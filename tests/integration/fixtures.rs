//! Deterministic player pools for integration testing.
//!
//! `slate` is an eight-team main slate with full depth charts and bust/boom
//! distributions. `unique_combination_pool` is a 20-player pool priced so
//! that exactly one nine-player set fits the salary rules.

use std::collections::BTreeSet;

use stacker::config::RosterRules;
use stacker::data::{build_pool, PlayerRecord};
use stacker::types::{Lineup, PlayerRef, Position, Slot};

pub const TEAMS: [&str; 8] = ["KC", "BUF", "SF", "DAL", "PHI", "MIA", "DET", "CIN"];

/// "AWAY@HOME ..." for the game of team index `t` (pairs 0-1, 2-3, ...).
fn game_info(t: usize) -> String {
    let away = TEAMS[t & !1];
    let home = TEAMS[t | 1];
    format!("{away}@{home} 10/20/2024 01:00PM ET")
}

fn record(name: String, t: usize, position: &str, salary: u32, points: f64, boom_pct: f64) -> PlayerRecord {
    PlayerRecord {
        platform_id: Some(format!("{name} ({})", 10_000 + salary)),
        name: Some(name),
        team: Some(TEAMS[t].to_string()),
        game_info: Some(game_info(t)),
        position: Some(position.to_string()),
        salary: Some(salary as f64),
        projected_score: Some(points),
        bust_score: Some(points * 0.4),
        boom_score: Some(points * 1.8),
        bust_percentage: Some(20.0),
        boom_percentage: Some(boom_pct),
        ..PlayerRecord::default()
    }
}

/// Raw records for the eight-team slate; salaries and points rise with the
/// team index, boom percentage varies so the metrics disagree.
pub fn slate_records() -> Vec<PlayerRecord> {
    let mut records = Vec::new();
    for t in 0..TEAMS.len() {
        let (s, f) = (t as u32, t as f64);
        let team = TEAMS[t];
        let boom = 10.0 + ((t * 7) % 11) as f64;
        records.push(record(format!("{team} QB"), t, "QB", 5600 + s * 300, 17.0 + f * 0.8, boom));
        records.push(record(format!("{team} RB1"), t, "RB", 5000 + s * 400, 12.0 + f, boom + 2.0));
        records.push(record(format!("{team} RB2"), t, "RB", 4000 + s * 150, 8.0 + f * 0.5, boom));
        records.push(record(format!("{team} WR1"), t, "WR", 5200 + s * 450, 12.0 + f * 1.1, boom + 5.0));
        records.push(record(format!("{team} WR2"), t, "WR", 4200 + s * 200, 9.0 + f * 0.6, boom + 3.0));
        records.push(record(format!("{team} WR3"), t, "WR", 3200 + s * 100, 6.0 + f * 0.3, boom + 8.0));
        records.push(record(format!("{team} TE"), t, "TE", 3000 + s * 350, 6.0 + f * 0.9, boom + 1.0));
        records.push(record(format!("{team} D/ST"), t, "D/ST", 2200 + s * 150, 5.0 + f * 0.4, boom));
    }
    records
}

pub fn slate() -> Vec<PlayerRef> {
    let pool = build_pool(slate_records());
    assert!(pool.rejected.is_empty());
    pool.players
}

/// The slate with every bust/boom field blanked.
pub fn projections_only_slate() -> Vec<PlayerRef> {
    let records = slate_records()
        .into_iter()
        .map(|r| PlayerRecord {
            bust_score: None,
            boom_score: None,
            bust_percentage: None,
            boom_percentage: None,
            ..r
        })
        .collect();
    build_pool(records).players
}

fn plain(name: &str, team: &str, opponent: &str, position: &str, salary: u32, points: f64) -> PlayerRecord {
    PlayerRecord {
        name: Some(name.to_string()),
        team: Some(team.to_string()),
        opponent: Some(opponent.to_string()),
        position: Some(position.to_string()),
        salary: Some(salary as f64),
        projected_score: Some(points),
        ..PlayerRecord::default()
    }
}

/// Names of the nine players in the only legal lineup.
pub const CORE: [&str; 9] = [
    "Core QB", "Core WR1", "Core RB1", "Core RB2", "Core WR2", "Core WR3", "Core TE", "Core RB3",
    "Core DST",
];

/// 20 players: a nine-player core totalling $49,000 (five teams, at most two
/// per team) and eleven decoys each priced more than $1,000 above the most
/// expensive core player, so any lineup using a decoy breaks the $50,000 cap.
///
/// With `cheap_core` false the core's only sub-$4,000 skill player costs
/// $4,100 instead, and no legal lineup exists.
pub fn unique_combination_pool(cheap_core: bool) -> Vec<PlayerRef> {
    let wr3_salary = if cheap_core { 3800 } else { 4100 };
    let records = vec![
        plain("Core QB", "AAA", "BBB", "QB", 7000, 21.0),
        plain("Core WR1", "AAA", "BBB", "WR", 6500, 17.0),
        plain("Core RB1", "BBB", "AAA", "RB", 7200, 18.0),
        plain("Core RB2", "CCC", "DDD", "RB", 6300, 15.0),
        plain("Core WR2", "BBB", "AAA", "WR", 6000, 14.0),
        plain("Core WR3", "DDD", "CCC", "WR", wr3_salary, 9.0),
        plain("Core TE", "CCC", "DDD", "TE", 4500, 10.0),
        plain("Core RB3", "DDD", "CCC", "RB", 4700, 11.0),
        plain("Core DST", "EEE", "FFF", "DST", 3000, 8.0),
        plain("Decoy QB", "BBB", "AAA", "QB", 8300, 12.0),
        plain("Decoy RB1", "AAA", "BBB", "RB", 8400, 9.0),
        plain("Decoy RB2", "EEE", "FFF", "RB", 8500, 9.0),
        plain("Decoy RB3", "FFF", "EEE", "RB", 8800, 9.5),
        plain("Decoy WR1", "CCC", "DDD", "WR", 8600, 8.0),
        plain("Decoy WR2", "EEE", "FFF", "WR", 8300, 8.5),
        plain("Decoy WR3", "FFF", "EEE", "WR", 8700, 7.0),
        plain("Decoy TE1", "AAA", "BBB", "TE", 8300, 6.0),
        plain("Decoy TE2", "DDD", "CCC", "TE", 8400, 6.5),
        plain("Decoy DST1", "FFF", "EEE", "DST", 8300, 4.0),
        plain("Decoy DST2", "BBB", "AAA", "DST", 8350, 4.0),
    ];
    let pool = build_pool(records);
    assert_eq!(pool.players.len(), 20);
    pool.players
}

/// Check every hard lineup rule directly, without the crate's validator.
pub fn assert_lineup_legal(lineup: &Lineup, rules: &RosterRules) {
    let players: Vec<&PlayerRef> = lineup.players().collect();
    assert_eq!(players.len(), 9);

    let ids: BTreeSet<&str> = players.iter().map(|p| p.id()).collect();
    assert_eq!(ids.len(), 9, "repeated player in {lineup}");

    for (slot, player) in lineup.assignments() {
        let ok = match slot {
            Slot::Qb => player.position == Position::QB,
            Slot::Rb1 | Slot::Rb2 => player.position == Position::RB,
            Slot::Wr1 | Slot::Wr2 | Slot::Wr3 => player.position == Position::WR,
            Slot::Te => player.position == Position::TE,
            Slot::Flex => matches!(player.position, Position::RB | Position::WR | Position::TE),
            Slot::Dst => player.position == Position::DST,
        };
        assert!(ok, "{} cannot play {slot}", player.name);
    }

    let salary: u32 = players.iter().map(|p| p.salary).sum();
    assert_eq!(salary, lineup.total_salary);
    assert!(salary <= rules.salary_cap, "over cap: {salary}");
    assert!(
        salary as f64 >= rules.salary_cap as f64 * rules.min_salary_utilization - 1e-6,
        "under floor: {salary}"
    );

    assert!(
        players
            .iter()
            .any(|p| p.position != Position::DST && p.salary <= rules.cheap_player_salary),
        "no cheap player in {lineup}"
    );

    let mut teams = std::collections::BTreeMap::new();
    for p in &players {
        *teams.entry(p.team.as_str()).or_insert(0usize) += 1;
    }
    assert!(teams.values().all(|c| *c <= rules.max_players_per_team));
    assert!(teams.len() >= rules.min_distinct_teams);
}
//! Projection ⋈ salary join.
//!
//! Projections (name/team/position plus bust/boom distribution) come from
//! one source; salaries, platform ids and the game slate from the salary
//! platform's export. Rows are matched on a cleaned name plus position, and
//! the opponent is read from the platform's "AWAY@HOME ..." game info.

use std::collections::HashMap;

use serde::{Deserialize, Serialize};
use tracing::{debug, info};

use super::PlayerRecord;
use crate::types::Position;

/// Generational suffixes dropped from names before matching.
const NAME_SUFFIXES: &[&str] = &["jr", "sr", "ii", "iii", "iv", "v"];

/// One row of the projection source.
#[derive(Debug, Clone, Default, Deserialize, Serialize)]
#[serde(default)]
pub struct ProjectionRow {
    #[serde(alias = "player_name")]
    pub name: String,
    pub team: Option<String>,
    pub opponent: Option<String>,
    pub position: String,
    #[serde(alias = "projected_points")]
    pub projected_score: Option<f64>,
    pub bust_score: Option<f64>,
    pub boom_score: Option<f64>,
    pub bust_percentage: Option<f64>,
    pub boom_percentage: Option<f64>,
}

/// One row of the salary platform's export, keyed by its column headers.
#[derive(Debug, Clone, Default, Deserialize, Serialize)]
#[serde(default)]
pub struct SalaryRow {
    #[serde(rename = "Name")]
    pub name: String,
    #[serde(rename = "Name + ID")]
    pub name_id: Option<String>,
    #[serde(rename = "Position")]
    pub position: String,
    #[serde(rename = "Salary")]
    pub salary: Option<f64>,
    #[serde(rename = "Game Info")]
    pub game_info: Option<String>,
    #[serde(rename = "TeamAbbrev")]
    pub team: Option<String>,
}

/// Joined records plus the projection rows that found no salary.
#[derive(Debug, Clone, Default)]
pub struct MergeResult {
    pub records: Vec<PlayerRecord>,
    pub unmatched: Vec<String>,
}

/// Normalize a player name for matching across sources: platform ids in
/// parentheses, punctuation, generational suffixes and a trailing "D/ST"
/// are removed and the rest is lowercased.
pub fn clean_player_name(name: &str) -> String {
    let mut without_ids = String::with_capacity(name.len());
    let mut depth = 0usize;
    for c in name.chars() {
        match c {
            '(' => depth += 1,
            ')' => depth = depth.saturating_sub(1),
            _ if depth == 0 => without_ids.push(c),
            _ => {}
        }
    }

    let lowered = without_ids.to_lowercase().replace("d/st", " ");
    let letters: String = lowered
        .chars()
        .filter(|c| *c != '\'')
        .map(|c| if c.is_alphanumeric() || c.is_whitespace() { c } else { ' ' })
        .collect();

    let words: Vec<&str> = letters
        .split_whitespace()
        .filter(|w| !NAME_SUFFIXES.contains(w))
        .filter(|w| *w != "dst")
        .collect();
    words.join(" ")
}

/// Position label shared by both sources ("D/ST", "DEF" → "DST").
fn position_key(raw: &str) -> String {
    raw.parse::<Position>()
        .map(|p| p.to_string())
        .unwrap_or_else(|_| raw.trim().to_uppercase())
}

/// Opponent of `team` in an "AWAY@HOME date time" game string.
pub fn opponent_from_game_info(game_info: &str, team: &str) -> Option<String> {
    let matchup = game_info.split_whitespace().next()?;
    let (away, home) = matchup.split_once('@')?;
    let team = team.trim();
    if team.eq_ignore_ascii_case(home) {
        Some(away.to_uppercase())
    } else if team.eq_ignore_ascii_case(away) {
        Some(home.to_uppercase())
    } else {
        None
    }
}

/// Inner join of projections and salaries on (cleaned name, position).
///
/// The salary row supplies salary, platform id, team and game info; the
/// projection row supplies the scores. When a key occurs more than once on
/// the salary side the first row wins.
pub fn merge_sources(projections: &[ProjectionRow], salaries: &[SalaryRow]) -> MergeResult {
    let mut by_key: HashMap<(String, String), &SalaryRow> = HashMap::new();
    for row in salaries {
        let key = (clean_player_name(&row.name), position_key(&row.position));
        by_key.entry(key).or_insert(row);
    }

    let mut result = MergeResult::default();
    for proj in projections {
        let key = (clean_player_name(&proj.name), position_key(&proj.position));
        let Some(salary) = by_key.get(&key) else {
            debug!(player = %proj.name, position = %proj.position, "No salary match");
            result.unmatched.push(proj.name.clone());
            continue;
        };

        let team = salary
            .team
            .clone()
            .filter(|t| !t.trim().is_empty())
            .or_else(|| proj.team.clone());
        let opponent = match (&salary.game_info, &team) {
            (Some(info), Some(team)) => opponent_from_game_info(info, team),
            _ => None,
        }
        .or_else(|| proj.opponent.clone());

        result.records.push(PlayerRecord {
            name: Some(proj.name.trim().to_string()),
            platform_id: salary.name_id.clone(),
            team,
            opponent,
            game_info: salary.game_info.clone(),
            position: Some(key.1),
            salary: salary.salary,
            projected_score: proj.projected_score,
            bust_score: proj.bust_score,
            boom_score: proj.boom_score,
            bust_percentage: proj.bust_percentage,
            boom_percentage: proj.boom_percentage,
        });
    }

    info!(
        projections = projections.len(),
        salaries = salaries.len(),
        matched = result.records.len(),
        unmatched = result.unmatched.len(),
        "Projection/salary join complete"
    );
    result
}
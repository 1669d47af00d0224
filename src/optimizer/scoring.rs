//! Scoring model.
//!
//! Derives the composite per-player metrics (risk-adjusted score, upside,
//! value ratio) from raw projections, and decides whether a requested
//! optimization metric is backed by the data actually present in the pool.

use serde::{Deserialize, Serialize};
use tracing::warn;

use crate::types::{OptimizationMetric, PlayerRef, Projection};

/// Metrics computed once per player.
#[derive(Debug, Clone, Copy, PartialEq)]
pub struct DerivedMetrics {
    pub risk_adjusted_score: f64,
    pub upside_potential: f64,
    pub value_ratio: f64,
}

fn clamp_percentage(value: f64) -> f64 {
    if value.is_finite() {
        value.clamp(0.0, 100.0)
    } else {
        0.0
    }
}

fn finite_or_zero(value: f64) -> f64 {
    if value.is_finite() {
        value
    } else {
        0.0
    }
}

/// Clamp percentages into [0, 100] and make bust + boom ≤ 100.
/// Any excess is taken off the boom percentage.
pub fn normalize_projection(raw: Projection) -> Projection {
    let bust_percentage = clamp_percentage(raw.bust_percentage);
    let boom_percentage = clamp_percentage(raw.boom_percentage).min(100.0 - bust_percentage);
    Projection {
        projected_score: raw.projected_score,
        bust_score: finite_or_zero(raw.bust_score),
        boom_score: finite_or_zero(raw.boom_score),
        bust_percentage,
        boom_percentage,
    }
}

/// Compute the derived metrics for a (normalized) projection.
///
/// Without bust/boom data the risk-adjusted score equals the projection and
/// upside is zero.
pub fn derive_metrics(salary: u32, projection: &Projection) -> DerivedMetrics {
    let risk_adjusted_score = if projection.has_distribution() {
        let bust = projection.bust_percentage / 100.0;
        let boom = projection.boom_percentage / 100.0;
        projection.bust_score * bust
            + projection.projected_score * (1.0 - bust - boom)
            + projection.boom_score * boom
    } else {
        projection.projected_score
    };

    let upside_potential = if projection.boom_score > 0.0 {
        (projection.boom_score - projection.projected_score).max(0.0)
    } else {
        0.0
    };

    let value_ratio = if salary > 0 {
        projection.projected_score / (salary as f64 / 1000.0)
    } else {
        0.0
    };

    DerivedMetrics {
        risk_adjusted_score,
        upside_potential,
        value_ratio,
    }
}

// ---------------------------------------------------------------------------
// Metric resolution
// ---------------------------------------------------------------------------

/// Outcome of checking a requested metric against the pool.
#[derive(Debug, Clone, PartialEq, Serialize, Deserialize)]
pub struct MetricResolution {
    pub requested: OptimizationMetric,
    pub effective: OptimizationMetric,
    /// Why the effective metric differs from the requested one.
    pub fallback_reason: Option<String>,
}

impl MetricResolution {
    pub fn honoured(metric: OptimizationMetric) -> Self {
        Self {
            requested: metric,
            effective: metric,
            fallback_reason: None,
        }
    }

    pub fn is_fallback(&self) -> bool {
        self.requested != self.effective
    }
}

/// Decide which metric the run will actually optimise.
///
/// `risk_adjusted` needs at least one player with bust/boom data and
/// `boom_score` needs at least one positive boom score; otherwise the run
/// uses `projected` and the substitution is reported.
pub fn resolve_metric(requested: OptimizationMetric, players: &[PlayerRef]) -> MetricResolution {
    let missing = match requested {
        OptimizationMetric::Projected => None,
        OptimizationMetric::RiskAdjusted => {
            if players.iter().any(|p| p.projection.has_distribution()) {
                None
            } else {
                Some("no bust/boom distribution data in the player pool")
            }
        }
        OptimizationMetric::BoomScore => {
            if players.iter().any(|p| p.projection.boom_score > 0.0) {
                None
            } else {
                Some("no boom scores in the player pool")
            }
        }
    };

    match missing {
        None => MetricResolution::honoured(requested),
        Some(reason) => {
            warn!(
                requested = %requested,
                effective = %OptimizationMetric::Projected,
                reason,
                "Optimization metric not supported by data, falling back"
            );
            MetricResolution {
                requested,
                effective: OptimizationMetric::Projected,
                fallback_reason: Some(format!(
                    "{requested} requested but {reason}; optimizing projected instead"
                )),
            }
        }
    }
}
impl fmt::Display for Lineup {
    fn fmt(&self, f: &mut fmt::Formatter<'_>) -> fmt::Result {
        write!(
            f,
            "Lineup({:.2} pts, ${}, {} teams)",
            self.projected_score, self.total_salary, self.team_count
        )
    }
}

// ---------------------------------------------------------------------------
// Error types
// ---------------------------------------------------------------------------

/// Domain-specific error types for STACKER.
#[derive(Debug, Clone, PartialEq, thiserror::Error)]
pub enum StackerError {
    #[error("Invalid player record ({name}): {reason}")]
    InvalidRecord { name: String, reason: String },

    #[error("Unknown position code: {0}")]
    UnknownPosition(String),

    #[error("Configuration error: {0}")]
    InvalidConfig(String),

    #[error("Storage error: {0}")]
    Storage(String),
}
——
WHAT NEEDS TO BE DONE: Wherever the word "rename" appears in the entries above, copy that whole line.

RESULT FOR THIS EXERCISE:
    #[serde(rename = "Name")]
    #[serde(rename = "Name + ID")]
    #[serde(rename = "Position")]
    #[serde(rename = "Salary")]
    #[serde(rename = "Game Info")]
    #[serde(rename = "TeamAbbrev")]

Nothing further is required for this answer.